◆ WHAT TO PRODUCE:
The string "Copy" may appear in lines of the data; report how many lines contain it, with no other output.

◆ DATA FOR THIS EXERCISE:
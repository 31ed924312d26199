use std::sync::Arc;

use rvm_interrupts::HartEvents;
use rvm_mem::GuestRam;
use thiserror::Error;

use crate::rv32i::OpcodeTable;
use crate::Register;

#[derive(Debug, Clone, Copy, PartialEq, Eq, Error)]
pub enum Trap {
    #[error("instruction fetch fault at {addr:#010x}")]
    FetchFault { addr: u32 },
    #[error("illegal instruction {inst:#010x} at {pc:#010x}")]
    IllegalInstruction { inst: u32, pc: u32 },
}

#[derive(Debug, Clone, Copy, PartialEq, Eq, Default)]
pub enum PrivMode {
    User,
    Supervisor,
    #[default]
    Machine,
}

#[derive(Debug, Clone, Copy, PartialEq, Eq, Default)]
pub enum HartState {
    #[default]
    Running,
    /// A trap was taken and nothing handles traps here.
    Trapped,
    /// Halted cooperatively (shutdown request, poweroff).
    Halted,
}

/// One hardware thread: the 32-entry register file, a dedicated `pc`, the
/// privilege mode and the event bitmap other threads poke.
pub struct Hart {
    id: u32,
    regs: [u32; 32],
    pc: u32,
    priv_mode: PrivMode,
    state: HartState,
    events: Arc<HartEvents>,
}

impl Hart {
    pub fn new(id: u32) -> Self {
        Self {
            id,
            regs: [0; 32],
            pc: 0,
            priv_mode: PrivMode::Machine,
            state: HartState::Running,
            events: Arc::new(HartEvents::new()),
        }
    }

    pub fn id(&self) -> u32 {
        self.id
    }

    pub fn events(&self) -> &Arc<HartEvents> {
        &self.events
    }

    pub fn pc(&self) -> u32 {
        self.pc
    }

    pub fn set_pc(&mut self, pc: u32) {
        self.pc = pc;
    }

    pub fn state(&self) -> HartState {
        self.state
    }

    pub fn set_state(&mut self, state: HartState) {
        self.state = state;
    }

    pub fn priv_mode(&self) -> PrivMode {
        self.priv_mode
    }

    pub fn read_reg(&self, reg: Register) -> u32 {
        self.regs[reg.index()]
    }

    pub fn read_reg_signed(&self, reg: Register) -> i32 {
        self.regs[reg.index()] as i32
    }

    /// Stores to `x0` are silently discarded.
    pub fn write_reg(&mut self, reg: Register, value: u32) {
        if !reg.is_zero() {
            self.regs[reg.index()] = value;
        }
    }

    pub fn write_reg_signed(&mut self, reg: Register, value: i32) {
        self.write_reg(reg, value as u32);
    }

    /// Back to the power-on state, entry point at `pc`.
    pub fn reset(&mut self, pc: u32) {
        self.regs = [0; 32];
        self.pc = pc;
        self.priv_mode = PrivMode::Machine;
        self.state = HartState::Running;
        self.events.take();
        self.write_reg(Register::A0, self.id);
    }

    /// Fetch the word at `pc`, dispatch through the opcode table and advance
    /// `pc` past the instruction. Handlers observe the pre-advance `pc`.
    pub fn step(&mut self, ram: &GuestRam, table: &OpcodeTable) -> Result<(), Trap> {
        let pc = self.pc;
        let inst = ram
            .read_u32(pc as u64)
            .map_err(|_| Trap::FetchFault { addr: pc })?;
        // Only the 32-bit encoding space is supported.
        if inst & 0b11 != 0b11 {
            return Err(Trap::IllegalInstruction { inst, pc });
        }
        let handler = table
            .lookup(inst)
            .ok_or(Trap::IllegalInstruction { inst, pc })?;
        handler(self, inst);
        self.pc = pc.wrapping_add(4);
        Ok(())
    }
}

impl std::fmt::Debug for Hart {
    fn fmt(&self, f: &mut std::fmt::Formatter<'_>) -> std::fmt::Result {
        f.debug_struct("Hart")
            .field("id", &self.id)
            .field("pc", &format_args!("{:#010x}", self.pc))
            .field("state", &self.state)
            .finish()
    }
}
//! Host-side L2 frame I/O for emulated network devices.
//!
//! A [`Tap`] hands Ethernet frames between the emulator and the host. Device
//! DMA threads block in [`Tap::poll`]; anything that enqueues work for such a
//! thread (an MMIO write, shutdown) calls [`Tap::wake`] to knock it out of
//! the wait. Wakes are sticky: one posted before the poll is observed by it.

use std::time::Duration;

use bitflags::bitflags;
use thiserror::Error;

mod queue;
pub use queue::HostQueueTap;

#[cfg(target_os = "linux")]
mod linux;
#[cfg(target_os = "linux")]
pub use linux::LinuxTap;

/// Frames up to this long traverse a tap in one piece (1500 MTU plus L2
/// header and a little slack, the classic scratch size).
pub const MAX_FRAME_LEN: usize = 1536;

bitflags! {
    /// Poll interest going in, readiness coming back out.
    #[derive(Debug, Clone, Copy, PartialEq, Eq, Default)]
    pub struct PollEvents: u8 {
        /// A frame can be received.
        const IN = 1 << 0;
        /// A frame can be sent.
        const OUT = 1 << 1;
    }
}

#[derive(Debug, Error)]
pub enum TapError {
    #[error("tap I/O error: {0}")]
    Io(#[from] std::io::Error),
    #[error("tap operation would block")]
    WouldBlock,
    #[error("tap is closed")]
    Closed,
}

/// An L2 frame endpoint.
///
/// All methods take `&self` and are callable from any thread; `wake` in
/// particular is called by MMIO handlers while another thread sits in
/// `poll`.
pub trait Tap: Send + Sync {
    /// Block until one of `interest` is ready, the timeout elapses, or a
    /// wake arrives. A wake or timeout yields an empty readiness set.
    fn poll(&self, interest: PollEvents, timeout: Option<Duration>) -> Result<PollEvents, TapError>;

    /// Receive one frame into `buf`, returning its length (truncating to
    /// `buf.len()` if the frame is longer).
    fn recv(&self, buf: &mut [u8]) -> Result<usize, TapError>;

    /// Send one frame, returning the number of bytes accepted.
    fn send(&self, buf: &[u8]) -> Result<usize, TapError>;

    /// Knock a blocked `poll` loose. Sticky until observed.
    fn wake(&self);

    fn mac(&self) -> [u8; 6];

    fn set_mac(&self, mac: [u8; 6]);

    /// Whether the host side of the link is up (PHY status).
    fn link_up(&self) -> bool;
}
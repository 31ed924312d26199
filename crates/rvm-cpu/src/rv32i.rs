//! RV32I integer instruction handlers and the dispatch table.
//!
//! The table is indexed by the composed funct id (major opcode bits [6:2]
//! plus funct3, see [`crate::decode::funct_id`]) and built once per machine.
//! Opcodes whose funct3 bits belong to the immediate (LUI, AUIPC, JAL) are
//! "smudged": the same handler sits in every funct3 slot of the opcode, so a
//! decoded instruction is always a single indexed call.

use tracing::trace;

use crate::decode;
use crate::Hart;

pub type OpcodeFn = fn(&mut Hart, u32);

/// Major opcodes, already shifted down by the two always-set low bits.
mod opc {
    pub const LOAD: u32 = 0x00;
    pub const FENCE: u32 = 0x03;
    pub const OP_IMM: u32 = 0x04;
    pub const AUIPC: u32 = 0x05;
    pub const STORE: u32 = 0x08;
    pub const OP: u32 = 0x0C;
    pub const LUI: u32 = 0x0D;
    pub const BRANCH: u32 = 0x18;
    pub const JALR: u32 = 0x19;
    pub const JAL: u32 = 0x1B;
    pub const SYSTEM: u32 = 0x1C;
}

/// Immutable dispatch table shared by every hart of a machine.
pub struct OpcodeTable {
    slots: [Option<OpcodeFn>; 256],
}

impl OpcodeTable {
    /// The RV32I base table.
    pub fn rv32i() -> Self {
        let mut table = Self { slots: [None; 256] };

        table.smudge(opc::LUI, lui);
        table.smudge(opc::AUIPC, auipc);
        table.smudge(opc::JAL, jal);

        table.set(opc::OP_IMM, 0, addi);
        table.set(opc::OP_IMM, 1, slli);
        table.set(opc::OP_IMM, 2, slti);
        table.set(opc::OP_IMM, 3, sltiu);
        table.set(opc::OP_IMM, 4, xori);
        table.set(opc::OP_IMM, 5, srli_srai);
        table.set(opc::OP_IMM, 6, ori);
        table.set(opc::OP_IMM, 7, andi);

        table.set(opc::OP, 0, add_sub);
        table.set(opc::OP, 1, sll);
        table.set(opc::OP, 2, slt);
        table.set(opc::OP, 3, sltu);
        table.set(opc::OP, 4, xor);
        table.set(opc::OP, 5, srl_sra);
        table.set(opc::OP, 6, or);
        table.set(opc::OP, 7, and);

        table.set(opc::JALR, 0, jalr);
        table.set(opc::BRANCH, 0, beq);
        table.set(opc::BRANCH, 1, bne);
        table.set(opc::BRANCH, 4, blt);
        table.set(opc::BRANCH, 5, bge);
        table.set(opc::BRANCH, 6, bltu);
        table.set(opc::BRANCH, 7, bgeu);

        table.set(opc::LOAD, 0, lb);
        table.set(opc::LOAD, 1, lh);
        table.set(opc::LOAD, 2, lw);
        table.set(opc::LOAD, 4, lbu);
        table.set(opc::LOAD, 5, lhu);
        table.set(opc::STORE, 0, sb);
        table.set(opc::STORE, 1, sh);
        table.set(opc::STORE, 2, sw);

        table.set(opc::FENCE, 0, fence);
        table.set(opc::SYSTEM, 0, ecall_ebreak);

        table
    }

    fn set(&mut self, opcode: u32, funct3: u32, handler: OpcodeFn) {
        self.slots[(opcode | funct3 << 5) as usize] = Some(handler);
    }

    /// Register `handler` at every funct3 slot of `opcode`.
    fn smudge(&mut self, opcode: u32, handler: OpcodeFn) {
        for funct3 in 0..8 {
            self.set(opcode, funct3, handler);
        }
    }

    pub fn lookup(&self, inst: u32) -> Option<OpcodeFn> {
        self.slots[decode::funct_id(inst)]
    }
}

fn lui(hart: &mut Hart, inst: u32) {
    let rd = decode::rd(inst);
    let imm = decode::imm_u(inst);
    hart.write_reg(rd, imm);
    trace!("lui {rd},{:#x}", imm >> 12);
}

fn auipc(hart: &mut Hart, inst: u32) {
    let rd = decode::rd(inst);
    let imm = decode::imm_u(inst);
    hart.write_reg(rd, hart.pc().wrapping_add(imm));
    trace!("auipc {rd},{:#x}", imm >> 12);
}

fn addi(hart: &mut Hart, inst: u32) {
    let (rd, rs1) = (decode::rd(inst), decode::rs1(inst));
    let imm = decode::imm_i(inst);
    hart.write_reg_signed(rd, hart.read_reg_signed(rs1).wrapping_add(imm));
    trace!("addi {rd},{rs1},{imm}");
}

fn slti(hart: &mut Hart, inst: u32) {
    let (rd, rs1) = (decode::rd(inst), decode::rs1(inst));
    let imm = decode::imm_i(inst);
    hart.write_reg(rd, (hart.read_reg_signed(rs1) < imm) as u32);
    trace!("slti {rd},{rs1},{imm}");
}

fn sltiu(hart: &mut Hart, inst: u32) {
    let (rd, rs1) = (decode::rd(inst), decode::rs1(inst));
    // The immediate is sign-extended first, then compared unsigned.
    let imm = decode::imm_i(inst) as u32;
    hart.write_reg(rd, (hart.read_reg(rs1) < imm) as u32);
    trace!("sltiu {rd},{rs1},{imm}");
}

fn xori(hart: &mut Hart, inst: u32) {
    let (rd, rs1) = (decode::rd(inst), decode::rs1(inst));
    let imm = decode::imm_i(inst) as u32;
    hart.write_reg(rd, hart.read_reg(rs1) ^ imm);
    trace!("xori {rd},{rs1},{imm:#x}");
}

fn ori(hart: &mut Hart, inst: u32) {
    let (rd, rs1) = (decode::rd(inst), decode::rs1(inst));
    let imm = decode::imm_i(inst) as u32;
    hart.write_reg(rd, hart.read_reg(rs1) | imm);
    trace!("ori {rd},{rs1},{imm:#x}");
}

fn andi(hart: &mut Hart, inst: u32) {
    let (rd, rs1) = (decode::rd(inst), decode::rs1(inst));
    let imm = decode::imm_i(inst) as u32;
    hart.write_reg(rd, hart.read_reg(rs1) & imm);
    trace!("andi {rd},{rs1},{imm:#x}");
}

fn slli(hart: &mut Hart, inst: u32) {
    let (rd, rs1) = (decode::rd(inst), decode::rs1(inst));
    let shamt = decode::shamt(inst);
    hart.write_reg(rd, hart.read_reg(rs1) << shamt);
    trace!("slli {rd},{rs1},{shamt}");
}

fn srli_srai(hart: &mut Hart, inst: u32) {
    let (rd, rs1) = (decode::rd(inst), decode::rs1(inst));
    let shamt = decode::shamt(inst);
    // Bit 30 selects the arithmetic variant.
    if inst & (1 << 30) != 0 {
        hart.write_reg_signed(rd, hart.read_reg_signed(rs1) >> shamt);
        trace!("srai {rd},{rs1},{shamt}");
    } else {
        hart.write_reg(rd, hart.read_reg(rs1) >> shamt);
        trace!("srli {rd},{rs1},{shamt}");
    }
}

fn add_sub(hart: &mut Hart, inst: u32) {
    let (rd, rs1, rs2) = (decode::rd(inst), decode::rs1(inst), decode::rs2(inst));
    let (a, b) = (hart.read_reg_signed(rs1), hart.read_reg_signed(rs2));
    if decode::funct7(inst) == 0x20 {
        hart.write_reg_signed(rd, a.wrapping_sub(b));
        trace!("sub {rd},{rs1},{rs2}");
    } else {
        hart.write_reg_signed(rd, a.wrapping_add(b));
        trace!("add {rd},{rs1},{rs2}");
    }
}

fn sll(hart: &mut Hart, inst: u32) {
    let (rd, rs1, rs2) = (decode::rd(inst), decode::rs1(inst), decode::rs2(inst));
    let shamt = hart.read_reg(rs2) & 0x1F;
    hart.write_reg(rd, hart.read_reg(rs1) << shamt);
    trace!("sll {rd},{rs1},{rs2}");
}

fn slt(hart: &mut Hart, inst: u32) {
    let (rd, rs1, rs2) = (decode::rd(inst), decode::rs1(inst), decode::rs2(inst));
    hart.write_reg(rd, (hart.read_reg_signed(rs1) < hart.read_reg_signed(rs2)) as u32);
    trace!("slt {rd},{rs1},{rs2}");
}

fn sltu(hart: &mut Hart, inst: u32) {
    let (rd, rs1, rs2) = (decode::rd(inst), decode::rs1(inst), decode::rs2(inst));
    hart.write_reg(rd, (hart.read_reg(rs1) < hart.read_reg(rs2)) as u32);
    trace!("sltu {rd},{rs1},{rs2}");
}

fn xor(hart: &mut Hart, inst: u32) {
    let (rd, rs1, rs2) = (decode::rd(inst), decode::rs1(inst), decode::rs2(inst));
    hart.write_reg(rd, hart.read_reg(rs1) ^ hart.read_reg(rs2));
    trace!("xor {rd},{rs1},{rs2}");
}

fn or(hart: &mut Hart, inst: u32) {
    let (rd, rs1, rs2) = (decode::rd(inst), decode::rs1(inst), decode::rs2(inst));
    hart.write_reg(rd, hart.read_reg(rs1) | hart.read_reg(rs2));
    trace!("or {rd},{rs1},{rs2}");
}

fn and(hart: &mut Hart, inst: u32) {
    let (rd, rs1, rs2) = (decode::rd(inst), decode::rs1(inst), decode::rs2(inst));
    hart.write_reg(rd, hart.read_reg(rs1) & hart.read_reg(rs2));
    trace!("and {rd},{rs1},{rs2}");
}

fn srl_sra(hart: &mut Hart, inst: u32) {
    let (rd, rs1, rs2) = (decode::rd(inst), decode::rs1(inst), decode::rs2(inst));
    let shamt = hart.read_reg(rs2) & 0x1F;
    if decode::funct7(inst) == 0x20 {
        hart.write_reg_signed(rd, hart.read_reg_signed(rs1) >> shamt);
        trace!("sra {rd},{rs1},{rs2}");
    } else {
        hart.write_reg(rd, hart.read_reg(rs1) >> shamt);
        trace!("srl {rd},{rs1},{rs2}");
    }
}

// Control transfer, memory and environment instructions are routed through
// the table but modeled outside this core; the handlers only trace.

fn jal(_hart: &mut Hart, inst: u32) {
    trace!("jal {},{}: not modeled here", decode::rd(inst), decode::imm_j(inst));
}

fn jalr(_hart: &mut Hart, inst: u32) {
    trace!("jalr {},{}: not modeled here", decode::rd(inst), decode::imm_i(inst));
}

macro_rules! routed_branch {
    ($($name:ident)*) => {$(
        fn $name(_hart: &mut Hart, inst: u32) {
            trace!(
                concat!(stringify!($name), " {},{},{}: not modeled here"),
                decode::rs1(inst),
                decode::rs2(inst),
                decode::imm_b(inst)
            );
        }
    )*};
}

routed_branch!(beq bne blt bge bltu bgeu);

macro_rules! routed_load {
    ($($name:ident)*) => {$(
        fn $name(_hart: &mut Hart, inst: u32) {
            trace!(
                concat!(stringify!($name), " {},{}({}): not modeled here"),
                decode::rd(inst),
                decode::imm_i(inst),
                decode::rs1(inst)
            );
        }
    )*};
}

routed_load!(lb lh lw lbu lhu);

macro_rules! routed_store {
    ($($name:ident)*) => {$(
        fn $name(_hart: &mut Hart, inst: u32) {
            trace!(
                concat!(stringify!($name), " {},{}({}): not modeled here"),
                decode::rs2(inst),
                decode::imm_s(inst),
                decode::rs1(inst)
            );
        }
    )*};
}

routed_store!(sb sh sw);

fn fence(_hart: &mut Hart, inst: u32) {
    trace!("fence {inst:#010x}: host ordering only");
}

fn ecall_ebreak(_hart: &mut Hart, inst: u32) {
    trace!("ecall/ebreak {inst:#010x}: environment not modeled here");
}
//! Platform-level interrupt controller and per-hart event bitmaps.
//!
//! Devices raise IRQ lines from MMIO write handlers and from their background
//! threads; harts observe the result as an event bit sampled between
//! instructions. Nothing here promises synchronous delivery.

use std::sync::atomic::{AtomicU32, Ordering};
use std::sync::Arc;

use bitflags::bitflags;
use tracing::warn;

bitflags! {
    /// Events a hart samples at instruction boundaries.
    #[derive(Debug, Clone, Copy, PartialEq, Eq)]
    pub struct HartEvent: u32 {
        /// Cooperative shutdown request; the hart leaves its run loop.
        const SHUTDOWN = 1 << 0;
        /// An external interrupt is pending in the PLIC.
        const EXT_IRQ = 1 << 1;
    }
}

/// Atomic event bitmap shared between a hart and everything that may poke it.
#[derive(Debug, Default)]
pub struct HartEvents {
    bits: AtomicU32,
}

impl HartEvents {
    pub fn new() -> Self {
        Self::default()
    }

    pub fn raise(&self, event: HartEvent) {
        self.bits.fetch_or(event.bits(), Ordering::Release);
    }

    /// Consume all currently pending events.
    pub fn take(&self) -> HartEvent {
        HartEvent::from_bits_truncate(self.bits.swap(0, Ordering::Acquire))
    }

    pub fn peek(&self) -> HartEvent {
        HartEvent::from_bits_truncate(self.bits.load(Ordering::Acquire))
    }
}

/// Number of IRQ lines; line 0 means "no interrupt" and cannot be raised.
pub const IRQ_LINES: u32 = 32;

/// Platform-level interrupt controller.
///
/// `send_irq` may be called from any thread. Delivery is level-sensitive from
/// the device's point of view: a device re-raises its line whenever its
/// `pending & mask` state becomes nonzero, so a lost edge is recovered by the
/// next raise.
pub struct Plic {
    pending: AtomicU32,
    harts: Vec<Arc<HartEvents>>,
}

impl Plic {
    pub fn new(harts: Vec<Arc<HartEvents>>) -> Self {
        Self {
            pending: AtomicU32::new(0),
            harts,
        }
    }

    /// Latch `irq` pending and post an external-interrupt event to every hart.
    pub fn send_irq(&self, irq: u32) {
        if irq == 0 || irq >= IRQ_LINES {
            warn!("ignoring raise of invalid IRQ line {irq}");
            return;
        }
        self.pending.fetch_or(1 << irq, Ordering::Release);
        for hart in &self.harts {
            hart.raise(HartEvent::EXT_IRQ);
        }
    }

    /// Claim and clear the lowest pending line, if any.
    pub fn claim(&self) -> Option<u32> {
        loop {
            let pending = self.pending.load(Ordering::Acquire);
            if pending == 0 {
                return None;
            }
            let irq = pending.trailing_zeros();
            if self
                .pending
                .compare_exchange_weak(
                    pending,
                    pending & !(1 << irq),
                    Ordering::AcqRel,
                    Ordering::Acquire,
                )
                .is_ok()
            {
                return Some(irq);
            }
        }
    }

    /// Snapshot of all pending lines.
    pub fn pending_mask(&self) -> u32 {
        self.pending.load(Ordering::Acquire)
    }
}

/// A single IRQ line handed to a device model. Cloneable and cheap; devices
/// never see the machine, only this.
#[derive(Clone)]
pub struct IrqLine {
    plic: Arc<Plic>,
    irq: u32,
}

impl IrqLine {
    pub fn new(plic: Arc<Plic>, irq: u32) -> Self {
        Self { plic, irq }
    }

    pub fn irq(&self) -> u32 {
        self.irq
    }

    pub fn raise(&self) {
        self.plic.send_irq(self.irq);
    }
}

impl std::fmt::Debug for IrqLine {
    fn fmt(&self, f: &mut std::fmt::Formatter<'_>) -> std::fmt::Result {
        f.debug_struct("IrqLine").field("irq", &self.irq).finish()
    }
}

◆ TASK SOLUTION:
5